Umweltminister Altmaier (CDU) spricht von „Versäumnissen“ und vermisst etwa „statistisch messbare“ Fortschritte bei der Umsetzung der Energiewende. Auch warnte er vor „sozialen Verwerfungen“ wegen steigender Strompreise. Wirtschaftsminister Rösler (FDP) fordert Korrekturen bei der Energiewende, falls die Strompreise zu stark steigen sollten. „Wir müssen nachsteuern, wenn Jobs und unsere Wettbewerbsfähigkeit bedroht sein sollten“, sagte der FDP-Vorsitzende der „Bild“-Zeitung. „Ich bekenne mich ausdrücklich zu den Zielen und zum Zeitplan der Energiewende mit dem für das Jahr 2022 festgelegten Atomausstieg“, sagte der FDP-Vorsitzende den Lübecker Nachrichten. Beide äußern Zweifel daran, dass sich alle Ziele der Energiewende erreichen lassen. Als Beispiel nannte Altmaier am Wochenende das Vorhaben, den Stromverbrauch bis zum Jahre 2020 um 10 Prozent zu senken. Hohe Strompreise könnten die Wettbewerbsfähigkeit und damit Arbeitsplätze gefährden, betonte Rösler.
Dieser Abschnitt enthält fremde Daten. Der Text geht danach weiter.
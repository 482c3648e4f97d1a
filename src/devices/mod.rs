//! Device registry
//!
//! Stores device metadata and the time each device was last heard from.
//! Online/offline status is never stored: it is derived on every listing
//! from the age of the last contact.

pub mod config;
pub mod device;
pub mod store;

pub use config::DeviceConfig;
pub use device::{Device, DeviceId, DeviceStatus, Registration};
pub use store::DeviceRegistry;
Zur Zeit versuchen aber selbst Wirtschaftspolitiker der Union noch, eine Debatte um die AKWs im Keim zu ersticken. An längere Laufzeiten wolle er nicht denken, sagte Fraktionsvize Michael Fuchs (CDU). Offenbar merkt er, dass die Bevölkerung den GAU von Fukushima noch nicht vergessen hat. Der stellvertretende CDU-Fraktionsvorsitzende im Bundestag, Arnold Vaatz, hält hingegen die Energiewende für nicht umsetzbar: Die Verbraucher müssten in den kommenden Jahren mit einer Erhöhung der Strompreise um 30 bis 50 Prozent rechnen. Die Wirtschaft nutzt diese Vorlage prompt: „Die Politik muss mit hoher Priorität die Kosten der Energiewende senken“, fordert der Chef des Industrie- und Handelskammertags, Martin Wansleben. Deutlicher wurde vor einem Monat der Präsident des Wirtschaftsrates der CDU, Kurt Lauk, der eine neue Debatte um die Laufzeiten ankündigte: Es sei möglich, „dass wir in ein oder zwei Jahren dazu kommen müssen, die Frage des Zeithorizonts erneut zu diskutieren“.
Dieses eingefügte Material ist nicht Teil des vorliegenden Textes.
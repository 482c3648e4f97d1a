//! Fleet hub
//!
//! Composes the device registry, the command queue, and the stream relay
//! into the operations the gateway exposes. The hub is cheap to clone; all
//! clones share the same services.

use std::sync::Arc;

use crate::commands::{CommandKind, CommandQueue, PendingCommand};
use crate::devices::{Device, DeviceConfig, DeviceId, DeviceRegistry, Registration};
use crate::relay::{RelayConfig, StreamRelay, StreamStatus};
use crate::stats::RelayStats;

/// Hub behaviour switches
#[derive(Debug, Clone, Default)]
pub struct HubConfig {
    /// Refresh a device's last contact each time it polls for commands
    ///
    /// Off by default: last contact is only stamped at registration, so a
    /// device reads as offline one online window after it registers.
    pub refresh_on_poll: bool,
}

impl HubConfig {
    pub fn refresh_on_poll(mut self, enabled: bool) -> Self {
        self.refresh_on_poll = enabled;
        self
    }
}

/// Shared handle to the fleet services
#[derive(Clone)]
pub struct FleetHub {
    devices: Arc<DeviceRegistry>,
    commands: Arc<CommandQueue>,
    relay: Arc<StreamRelay>,
    config: HubConfig,
}

impl FleetHub {
    /// Create a hub with default configuration for every service
    pub fn new() -> Self {
        Self::with_config(DeviceConfig::default(), RelayConfig::default(), HubConfig::default())
    }

    pub fn with_config(devices: DeviceConfig, relay: RelayConfig, config: HubConfig) -> Self {
        Self {
            devices: Arc::new(DeviceRegistry::with_config(devices)),
            commands: Arc::new(CommandQueue::new()),
            relay: Arc::new(StreamRelay::with_config(relay)),
            config,
        }
    }

    pub fn devices(&self) -> &Arc<DeviceRegistry> {
        &self.devices
    }

    pub fn commands(&self) -> &Arc<CommandQueue> {
        &self.commands
    }

    pub fn relay(&self) -> &Arc<StreamRelay> {
        &self.relay
    }

    pub async fn register(&self, registration: Registration) -> DeviceId {
        self.devices.register(registration).await
    }

    /// Every registered device with fresh status and streaming flags
    pub async fn list_devices(&self) -> Vec<Device> {
        let streaming = self.relay.streaming_devices().await;
        self.devices.list(|id| streaming.contains(id)).await
    }

    /// Drain a device's mailbox on its behalf
    pub async fn poll_commands(&self, device_id: &DeviceId) -> Vec<PendingCommand> {
        if self.config.refresh_on_poll {
            self.devices.touch(device_id).await;
        }
        self.commands.drain(device_id).await
    }

    pub async fn lock(&self, device_id: &DeviceId) -> PendingCommand {
        self.commands.enqueue(device_id, CommandKind::Lock).await
    }

    pub async fn unlock(&self, device_id: &DeviceId) -> PendingCommand {
        self.commands.enqueue(device_id, CommandKind::Unlock).await
    }

    /// Ask the device to start pushing its camera
    ///
    /// Only queues a command; the relay sees a producer once the device has
    /// polled, acted on it, and connected.
    pub async fn start_camera(&self, device_id: &DeviceId) -> PendingCommand {
        self.commands
            .enqueue(device_id, CommandKind::CameraStart)
            .await
    }

    pub async fn stop_camera(&self, device_id: &DeviceId) -> PendingCommand {
        self.commands
            .enqueue(device_id, CommandKind::CameraStop)
            .await
    }

    pub async fn camera_status(&self, device_id: &DeviceId) -> StreamStatus {
        self.relay.status(device_id).await
    }

    pub async fn relay_stats(&self) -> RelayStats {
        self.relay.stats().await
    }
}

impl Default for FleetHub {
    fn default() -> Self {
        Self::new()
    }
}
Atomanlagen stilllegen!„Die Atomfreunde in CDU und FDP werden jetzt auf jeden Fall Morgenluft wittern und versuchen eine AKW-Laufzeitverlängerung in die Debatte einzuflechten“, sagte Grünen-Fraktionsvize Bärbel Höhn. Man werde sehen, ob Regierungsvertreter hier mitmachten. Auch Thorsten Schäfer-Gümbel, Mitglied im SPD-Vorstand, sagte, es würde ihn nicht wundern, wenn bei Union und FDP demnächst Rufe nach längeren AKW-Laufzeiten laut würden.

Dass die Debatte um billigen Strom aus Atomkraftwerken eine irreführende ist, bringt einmal mehr der Leiter des Umweltbundesamts, Jochen Flasbarth, auf den Punkt: „Ich hatte gehofft, dass diese einseitige Kostenbetrachtung von vorgestern überwunden sei“. Wenn die Umweltkosten einberechnet würden, seien Atom- und Kohlestrom im Vergleich zu den Erneuerbaren Energien viel zu teuer. Die Energieeffizienz müsste in den Mittelpunkt der Massnahmen gestellt werden, es bräuchte etwa strengere Standards für Elektrogeräte in Europa. Auch beim Energieeinsparen „sind wir noch nicht gut genug“, so Flachsbarth.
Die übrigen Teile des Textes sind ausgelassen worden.